**Work instruction**
In the entries that follow, find every line containing "Instant" and copy it.
● ● ● ●
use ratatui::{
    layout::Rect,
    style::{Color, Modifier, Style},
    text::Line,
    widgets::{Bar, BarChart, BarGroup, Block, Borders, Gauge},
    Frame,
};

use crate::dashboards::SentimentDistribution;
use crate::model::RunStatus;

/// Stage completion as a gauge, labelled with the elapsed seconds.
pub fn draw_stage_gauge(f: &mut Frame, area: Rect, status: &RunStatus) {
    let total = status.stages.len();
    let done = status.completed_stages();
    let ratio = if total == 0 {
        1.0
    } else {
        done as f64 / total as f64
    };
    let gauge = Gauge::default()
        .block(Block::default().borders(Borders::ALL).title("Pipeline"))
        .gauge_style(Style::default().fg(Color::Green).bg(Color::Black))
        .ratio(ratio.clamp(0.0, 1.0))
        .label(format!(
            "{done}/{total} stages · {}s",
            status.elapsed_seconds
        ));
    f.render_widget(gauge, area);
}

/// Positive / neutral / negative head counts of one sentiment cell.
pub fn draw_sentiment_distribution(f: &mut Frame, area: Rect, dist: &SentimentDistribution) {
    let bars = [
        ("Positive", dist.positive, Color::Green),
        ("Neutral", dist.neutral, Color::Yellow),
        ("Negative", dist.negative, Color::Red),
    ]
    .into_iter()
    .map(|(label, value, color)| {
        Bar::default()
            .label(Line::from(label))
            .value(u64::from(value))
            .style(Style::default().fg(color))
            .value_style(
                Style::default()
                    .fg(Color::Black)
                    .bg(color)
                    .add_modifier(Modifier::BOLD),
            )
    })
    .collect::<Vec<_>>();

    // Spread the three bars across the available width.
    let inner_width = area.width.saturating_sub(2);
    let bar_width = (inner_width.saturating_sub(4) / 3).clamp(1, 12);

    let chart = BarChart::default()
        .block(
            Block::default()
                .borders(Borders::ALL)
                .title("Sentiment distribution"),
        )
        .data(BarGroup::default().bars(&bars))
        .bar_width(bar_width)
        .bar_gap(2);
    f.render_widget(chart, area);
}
● ● ● ●
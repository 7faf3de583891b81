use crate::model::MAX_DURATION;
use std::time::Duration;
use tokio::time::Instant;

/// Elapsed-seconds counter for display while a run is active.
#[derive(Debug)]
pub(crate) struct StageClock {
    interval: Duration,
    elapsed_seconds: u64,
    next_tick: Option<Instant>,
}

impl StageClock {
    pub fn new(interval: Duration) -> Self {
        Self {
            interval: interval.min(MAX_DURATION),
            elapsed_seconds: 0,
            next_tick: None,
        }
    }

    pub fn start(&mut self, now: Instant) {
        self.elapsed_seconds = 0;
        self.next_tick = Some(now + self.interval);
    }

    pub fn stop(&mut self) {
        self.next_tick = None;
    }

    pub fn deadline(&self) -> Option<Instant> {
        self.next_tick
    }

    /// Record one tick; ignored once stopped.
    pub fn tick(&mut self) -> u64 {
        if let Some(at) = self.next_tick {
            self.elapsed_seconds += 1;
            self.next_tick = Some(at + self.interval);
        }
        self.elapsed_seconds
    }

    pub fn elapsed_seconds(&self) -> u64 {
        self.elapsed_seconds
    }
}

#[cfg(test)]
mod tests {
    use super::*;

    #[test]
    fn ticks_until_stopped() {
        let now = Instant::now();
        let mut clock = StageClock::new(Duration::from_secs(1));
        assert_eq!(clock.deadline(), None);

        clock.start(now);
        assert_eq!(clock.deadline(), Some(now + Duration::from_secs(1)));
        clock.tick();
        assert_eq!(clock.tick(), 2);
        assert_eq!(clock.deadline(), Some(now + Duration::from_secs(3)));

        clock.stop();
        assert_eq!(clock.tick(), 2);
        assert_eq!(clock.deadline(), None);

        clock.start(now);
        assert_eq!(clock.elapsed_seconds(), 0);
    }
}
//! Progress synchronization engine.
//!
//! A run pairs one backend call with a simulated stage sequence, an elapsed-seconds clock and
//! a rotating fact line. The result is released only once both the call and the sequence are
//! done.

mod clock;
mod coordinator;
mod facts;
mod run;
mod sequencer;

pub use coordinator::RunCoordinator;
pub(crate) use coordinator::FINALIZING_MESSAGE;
● ● ● ●
**Written response**
use tokio::time::Instant;
    next_tick: Option<Instant>,
    pub fn start(&mut self, now: Instant) {
    pub fn deadline(&self) -> Option<Instant> {
        let now = Instant::now();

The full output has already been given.